# clown/annenome question



## tom g (Jul 8, 2009)

a few months ago my clown after a year or so decided to host with my anenome .what i have noticed the last few weeks is there is no hosting any more of the anenome , i have seen him sort of lay in the large piece of GSP
but not like a typical hosting of the anemome .am idoing something wrong 
anybody else ever see this .
cheers


----------



## Ciddian (Mar 15, 2006)

I don't think you are doing anything wrong myself. I had a clown that loved my GSP, so much that it was keeping them closed all the time. 

It would move back and forth between a torch and the GSP.


----------



## tomsfish (Jan 8, 2010)

Clowns will host on almost anything that moves, from LPS, softies to even macro algae sometimes even if an anemone is present. The only way you can get them to host on something specific is by removing everything else from the tank. Clowns will be clowns


----------



## tom g (Jul 8, 2009)

*clown*

ok thanks everyone for the help , was just curious thats all .


----------



## Chromey (Sep 25, 2010)

I have 3 or my 4 clowns being hosted, And my 4th jumping for my hammer to frogspawn,to GSP.

Tom, Clown fish are so f-ed up sometimes, I wouldnt worry much, They may be short in the IQ department like mine.


----------



## Duke (Dec 22, 2012)

the main reason is because im assuming your anemone is not the natural host for your clown fish, so its hit or miss, it might return to hosting or it might not. if you want a sure way to have an anemone and clownfish combo you need to match them up with their natural hosts. IE Tomato clowns or maroon clowns with bubbletips.. or you can go the other way and get a magnifica or gigantea anemone for your percs or occs.


----------



## JamesHurst (Mar 1, 2013)

Duke said:


> the main reason is because im assuming your anemone is not the natural host for your clown fish, so its hit or miss, it might return to hosting or it might not. if you want a sure way to have an anemone and clownfish combo you need to match them up with their natural hosts. IE Tomato clowns or maroon clowns with bubbletips.. or you can go the other way and get a magnifica or gigantea anemone for your percs or occs.


I'd agree with Duke on this one.

My gold striped maroon hosted a Rose BTA for quite a long time until the nem decided to take a trip towards a powerhead.

Without the BTA now, the maroon has skipped around and hosted a variety of corals...and a Mag Float for about a week lol.

Over the period of 7 months, the maroon went from a ricordia to hammer frags, to a chalace, then to a large splitting candycane, and now has settled on a large Hammer (though will still go rub up on the smaller hammer frag now and then - just saying "hello, i remember you, do you remember me?"  )
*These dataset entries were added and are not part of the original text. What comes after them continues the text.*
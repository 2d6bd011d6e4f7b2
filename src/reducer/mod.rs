//! Divide-and-conquer range summation
//!
//! A range whose span exceeds the threshold is split at its midpoint. The
//! first half is forked onto the [`Substrate`], the second half is reduced
//! on the current thread, and the two partial sums are added once the forked
//! half has been joined. Ranges at or below the threshold are summed one
//! integer at a time.
//!
//! ```rust
//! use rangesum::parallel::WorkStealing;
//! use rangesum::reducer::{Range, Reducer};
//!
//! let pool = WorkStealing::new(4)?;
//! let reducer = Reducer::new(&pool);
//! let sum = reducer.compute_sum(Range::new(0, 1_000_000)?, 1_001)?;
//! assert_eq!(sum, 500_000_500_000);
//! # Ok::<(), Box<dyn std::error::Error>>(())
//! ```

pub mod observer;
pub mod range;

use serde::{Deserialize, Serialize};

use crate::error::{InvalidArgument, Result};
use crate::parallel::{ExecutionStrategy, ScopedThreads, Sequential, Substrate, WorkStealing};

pub use observer::{Both, ReduceObserver, ReduceStats, Silent, StatsSnapshot, TracingObserver};
pub use range::{Range, RangePolicy};

/// Default minimum granularity; thresholds must be strictly greater
pub const MIN_THRESHOLD: u64 = 1000;

/// Settings shared by every task of one computation
#[derive(Debug, Clone, Copy, PartialEq, Eq, Serialize, Deserialize)]
#[serde(default)]
pub struct ReducerConfig {
    /// Thresholds must exceed this value
    pub min_threshold: u64,
    /// Whether `from == to` is accepted
    pub range_policy: RangePolicy,
}

impl Default for ReducerConfig {
    fn default() -> Self {
        Self {
            min_threshold: MIN_THRESHOLD,
            range_policy: RangePolicy::Strict,
        }
    }
}

impl ReducerConfig {
    /// Check a top-level range and threshold before any work is scheduled
    pub fn validate(&self, range: Range, threshold: u64) -> Result<(), InvalidArgument> {
        self.range_policy.check(range)?;

        if threshold <= self.min_threshold {
            return Err(InvalidArgument::ThresholdTooSmall {
                threshold,
                min_threshold: self.min_threshold,
            });
        }

        Ok(())
    }
}

/// Sums ranges by recursive fork/join on an injected substrate
pub struct Reducer<S, O = TracingObserver> {
    substrate: S,
    observer: O,
    config: ReducerConfig,
}

impl<S: Substrate> Reducer<S> {
    /// Reducer reporting to `tracing` with the default configuration
    pub fn new(substrate: S) -> Self {
        Self::with_observer(substrate, TracingObserver)
    }
}

impl<S: Substrate, O: ReduceObserver> Reducer<S, O> {
    pub fn with_observer(substrate: S, observer: O) -> Self {
        Self {
            substrate,
            observer,
            config: ReducerConfig::default(),
        }
    }

    pub fn with_config(mut self, config: ReducerConfig) -> Self {
        self.config = config;
        self
    }

    pub fn config(&self) -> &ReducerConfig {
        &self.config
    }

    pub fn observer(&self) -> &O {
        &self.observer
    }

    /// Sum every integer in `range`
    ///
    /// Arguments are validated before anything reaches the substrate. A
    /// substrate failure anywhere in the tree aborts the whole computation;
    /// no partial sum is returned.
    pub fn compute_sum(&self, range: Range, threshold: u64) -> Result<i128> {
        self.config.validate(range, threshold)?;
        self.substrate.install(|| self.reduce(range, threshold, 0))
    }

    fn reduce(&self, range: Range, threshold: u64, depth: usize) -> Result<i128> {
        if range.span() <= threshold {
            let sum = range.sequential_sum();
            self.observer.on_leaf(range, sum, depth);
            return Ok(sum);
        }

        let (first, second) = range.split();
        self.observer.on_split(range, first, second, depth);

        let (first_sum, second_sum) = self.substrate.fork_join(
            || self.reduce(first, threshold, depth + 1),
            || self.reduce(second, threshold, depth + 1),
        )?;

        Ok(first_sum? + second_sum?)
    }
}

/// Sum `range` on `substrate` with the default configuration
pub fn compute_sum<S: Substrate>(substrate: S, range: Range, threshold: u64) -> Result<i128> {
    Reducer::new(substrate).compute_sum(range, threshold)
}

/// Threshold that gives each worker roughly one leaf: `span / parallelism`
pub fn default_threshold(span: u64, parallelism: usize) -> Result<u64, InvalidArgument> {
    if parallelism == 0 {
        return Err(InvalidArgument::ZeroParallelism);
    }
    Ok(span / parallelism as u64)
}

/// Build the substrate `strategy` names and sum `range` on it
pub fn run_strategy<O: ReduceObserver>(
    strategy: ExecutionStrategy,
    config: ReducerConfig,
    observer: O,
    range: Range,
    threshold: u64,
) -> Result<i128> {
    config.validate(range, threshold)?;
    tracing::debug!("Running {:?} over {} with threshold {}", strategy, range, threshold);

    match strategy {
        ExecutionStrategy::Sequential => Reducer::with_observer(Sequential, observer)
            .with_config(config)
            .compute_sum(range, threshold),
        ExecutionStrategy::Parallel { workers } => {
            Reducer::with_observer(WorkStealing::new(workers)?, observer)
                .with_config(config)
                .compute_sum(range, threshold)
        }
        ExecutionStrategy::Scoped { workers } => {
            Reducer::with_observer(ScopedThreads::new(workers), observer)
                .with_config(config)
                .compute_sum(range, threshold)
        }
    }
}

/// Sum `[0, n]` on a work-stealing pool sized to the machine
///
/// The threshold is `n / parallelism`, so the call fails with
/// [`InvalidArgument::ThresholdTooSmall`] when `n` is too small for the pool.
pub fn sum_to(n: i64) -> Result<i128> {
    let range = Range::new(0, n)?;
    let pool = WorkStealing::new(num_cpus::get())?;
    let threshold = default_threshold(range.span(), pool.parallelism())?;
    Reducer::new(&pool).compute_sum(range, threshold)
}
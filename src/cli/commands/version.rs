//! Version command implementation

use crate::cli::Output;

/// Execute the version command
pub fn execute(output: &Output) {
    output.header(&format!(
        "{} v{}",
        env!("CARGO_PKG_NAME"),
        env!("CARGO_PKG_VERSION")
    ));
    output.key_value("Description:", env!("CARGO_PKG_DESCRIPTION"), false);
    output.key_value("License:", env!("CARGO_PKG_LICENSE"), false);
    output.key_value("Target:", std::env::consts::ARCH, false);
    output.key_value(
        "Profile:",
        if cfg!(debug_assertions) { "debug" } else { "release" },
        false,
    );
    output.key_value("CPU cores:", &num_cpus::get().to_string(), false);
    output.verbose(&format!("Default minimum threshold: {}", crate::reducer::MIN_THRESHOLD));
}
//! The two host collaborators the queue talks to: the script VM's value
//! stack and its addressable-object table.
//!
//! Both are implemented by the embedding process. Every method here is
//! called on the host's own thread, never from the worker.

/// Identifies the host's current world/session instance. A task is only
/// delivered into the context it was submitted from.
#[derive(Debug, Clone, Copy, PartialEq, Eq, Hash)]
pub struct ContextId(pub u32);

/// A script function that can be invoked as a callback.
#[derive(Debug, Clone, Copy, PartialEq, Eq, Hash)]
pub struct CallbackRef(pub u32);

/// An addressable object (entity) a callback can be bound to.
#[derive(Debug, Clone, Copy, PartialEq, Eq, Hash)]
pub struct ObjectId(pub u32);

/// Changes whenever the object behind an [`ObjectId`] is destroyed or its
/// slot recycled.
#[derive(Debug, Clone, Copy, PartialEq, Eq, Hash)]
pub struct LivenessToken(pub u32);

/// A reference to a script object passed through as a value.
#[derive(Debug, Clone, Copy, PartialEq, Eq, Hash)]
pub struct ObjectRef(pub u32);

/// The script VM's value stack and call interface.
///
/// Argument readers return `None` when the argument is absent or has a
/// different type. Pushes build the argument list for the next call;
/// `push_array_last` pops the top value and appends it to the array below it.
pub trait ScriptHost {
    /// The current execution context, or `None` while the script system is
    /// not running.
    fn current_context(&self) -> Option<ContextId>;

    fn arg_int(&self, index: usize) -> Option<i32>;
    fn arg_float(&self, index: usize) -> Option<f32>;
    fn arg_string(&self, index: usize) -> Option<String>;
    fn arg_vector(&self, index: usize) -> Option<[f32; 3]>;
    fn arg_object(&self, index: usize) -> Option<ObjectRef>;
    fn arg_function(&self, index: usize) -> Option<CallbackRef>;

    fn push_int(&mut self, value: i32);
    fn push_float(&mut self, value: f32);
    fn push_string(&mut self, value: &str);
    fn push_vector(&mut self, value: [f32; 3]);
    fn push_object(&mut self, value: ObjectRef);
    fn push_undefined(&mut self);
    fn push_array(&mut self);
    fn push_array_last(&mut self);

    /// Run `callback` as a free function with the top `argc` stack values.
    fn exec_thread(&mut self, callback: CallbackRef, argc: usize);

    /// Run `callback` as a method on `target` with the top `argc` stack values.
    fn exec_object_thread(&mut self, target: ObjectId, callback: CallbackRef, argc: usize);

    /// Report a script-visible error.
    fn report_error(&mut self, message: &str);

    /// Push rows as an array of arrays of strings.
    fn push_grid(&mut self, rows: &[Vec<String>]) {
        self.push_array();
        for row in rows {
            self.push_array();
            for column in row {
                self.push_string(column);
                self.push_array_last();
            }
            self.push_array_last();
        }
    }
}

/// The host's addressable-object table.
pub trait ObjectStore {
    /// Current liveness token of `id`, or `None` if no such object exists.
    fn liveness(&self, id: ObjectId) -> Option<LivenessToken>;

    /// Whether `id` is still the same object that produced `captured`.
    fn is_live(&self, id: ObjectId, captured: LivenessToken) -> bool {
        self.liveness(id) == Some(captured)
    }
}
+1 to matching your clown to its host, though it's never a guarantee and it can take a long time for the clown to decide on what it really wants to do.


----------



## smcx (Mar 31, 2012)

take this with a grain of salt, but...

http://www.remsreef.com/2010/07/adding-picture-does-get-clownfish-to.html


----------



## JamesHurst (Mar 1, 2013)

smcx said:


> take this with a grain of salt, but...
> 
> http://www.remsreef.com/2010/07/adding-picture-does-get-clownfish-to.html


Yes!! It's hit and miss, but this is worth a try for sure.

I have tried this 3 times now with different clowns - It totally worked once, but not the other 2 times. It started to host within 72 hours after months of unsuccessful tactics.


----------